Purpose In an era when trabeculectomy surgeries in the United States are on the decline, ophthalmology residents may have limited opportunities to practice surgical techniques critical to success. However, key steps of trabeculectomy surgery can be introduced in a wet laboratory using a simple surgical model based on food items.

Methods A fresh lime and chicken parts with skin, purchased from a grocery store, were utilized to practice trabeculectomy surgery. The white rind of a lime was used as a surrogate for human sclera and was incised to create a trabeculectomy flap. The flap was then successfully sewn down with 10–0 nylon suture using an operating microscope. The skin of the chicken part was used to re-create a fornix-based and limbus-based conjunctival incision, which was then sutured closed using 6–0 Vicryl suture. A survey of wet laboratory participants was conducted to assess the feasibility and efficacy of this technique.

Results Survey respondents were divided into two groups, those who had performed ≥40 incisional glaucoma surgeries and those who had performed <40. Both groups rated the simulation a 4 (mode) out of 5 in terms of how well it prepared them for glaucoma surgery on a human eye and how well the materials replicated human tissue, with 1 being not at all and 5 being very well. Similarly, both groups rated ease of setup and material acquisition a 1 out of 5, 1 being not difficult at all and 5 being extremely difficult. Also, 93.5% of the survey respondents recommended implementing this training model at other teaching hospitals, and none of the respondents recommended against it.

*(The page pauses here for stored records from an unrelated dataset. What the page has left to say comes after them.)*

use deep_research::config::SearchConfig;
use deep_research::models::ResearchStatus;
use deep_research::search::TavilyClient;
use deep_research::settings::SettingsStorage;
use deep_research::storage::ResearchArchive;
use deep_research::{ResearchService, RunOutcome};
use std::sync::Arc;
use std::time::Duration;
use tempfile::TempDir;

fn service_for(server: &mockito::Server, dir: &TempDir) -> Arc<ResearchService> {
    let search = SearchConfig {
        api_key: "tvly-test".to_string(),
        base_url: server.url(),
        timeout_secs: 5,
        max_results: 10,
    };
    let gateway = TavilyClient::from_config(&search).expect("gateway builds");
    Arc::new(ResearchService::new(
        Arc::new(gateway),
        ResearchArchive::new(dir.path().join("archive")),
        Arc::new(SettingsStorage::with_dir(dir.path().to_path_buf())),
        Duration::ZERO,
    ))
}

#[tokio::test]
async fn climate_change_query_completes_with_ranked_answer() {
    let mut server = mockito::Server::new_async().await;
    let _mock = server
        .mock("POST", "/search")
        .with_status(200)
        .with_header("content-type", "application/json")
        .with_body(
            serde_json::json!({
                "query": "climate change",
                "search_id": "s-1",
                "results": [
                    {
                        "title": "Secondary report",
                        "url": "https://example.org/secondary",
                        "content": "Regional impacts vary widely.",
                        "score": 0.4
                    },
                    {
                        "title": "Primary assessment",
                        "url": "https://example.org/primary",
                        "content": "Global temperatures have risen about 1.1C.",
                        "score": 0.8
                    }
                ]
            })
            .to_string(),
        )
        .create_async()
        .await;

    let dir = TempDir::new().unwrap();
    let service = service_for(&server, &dir);

    let outcome = service.research("climate change").await.unwrap();
    assert!(matches!(outcome, RunOutcome::Completed(_)));

    let snapshot = service.snapshot();
    let current = snapshot.current.expect("current session");
    assert_eq!(current.status, ResearchStatus::Complete);
    assert_eq!(current.sources.len(), 2);
    assert_eq!(snapshot.history.len(), 1);

    let primary = current
        .answer
        .find("Global temperatures have risen about 1.1C.")
        .expect("primary snippet present");
    let secondary = current
        .answer
        .find("Regional impacts vary widely.")
        .expect("secondary snippet present");
    assert!(primary < secondary);
    assert!(current.answer.contains("particular emphasis on Primary assessment"));
}

#[tokio::test]
async fn failed_search_ends_in_error_without_history() {
    let mut server = mockito::Server::new_async().await;
    let _mock = server
        .mock("POST", "/search")
        .with_status(401)
        .with_body("Unauthorized: missing or invalid API key.")
        .create_async()
        .await;

    let dir = TempDir::new().unwrap();
    let service = service_for(&server, &dir);

    let outcome = service.research("climate change").await.unwrap();
    assert!(matches!(outcome, RunOutcome::Failed(_)));

    let snapshot = service.snapshot();
    let current = snapshot.current.expect("current session");
    assert_eq!(current.status, ResearchStatus::Error);
    assert_eq!(
        current.error.as_deref(),
        Some("Tavily API error: 401 - Unauthorized: missing or invalid API key.")
    );
    assert!(snapshot.history.is_empty());
}

#[tokio::test]
async fn restarting_mid_run_keeps_only_the_latest_session() {
    let mut server = mockito::Server::new_async().await;
    let _mock = server
        .mock("POST", "/search")
        .with_status(200)
        .with_body(r#"{"results": []}"#)
        .create_async()
        .await;

    let dir = TempDir::new().unwrap();
    let service = service_for(&server, &dir);

    let first = service.start("x").unwrap();
    let second = service.start("y").unwrap();
    assert!(first.cancel.is_cancelled());

    let (stale, fresh) = tokio::join!(service.run(first), service.run(second));
    assert!(matches!(stale, RunOutcome::Superseded));
    assert!(matches!(fresh, RunOutcome::Completed(_)));

    let snapshot = service.snapshot();
    assert_eq!(snapshot.current.unwrap().query, "y");
    assert_eq!(snapshot.history.len(), 1);
    assert_eq!(snapshot.history[0].session.query, "y");
}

Conclusion This trabeculectomy teaching model is inexpensive, clean, and safe, and it provides a reasonably realistic substrate for surgical practice. It does not require cadaver or animal eyes, and no fixatives are needed, thus minimizing the risk of contact with biohazardous materials. Wet laboratory materials are easy to obtain, making this a practical model for practicing glaucoma surgery in both westernized and developing countries.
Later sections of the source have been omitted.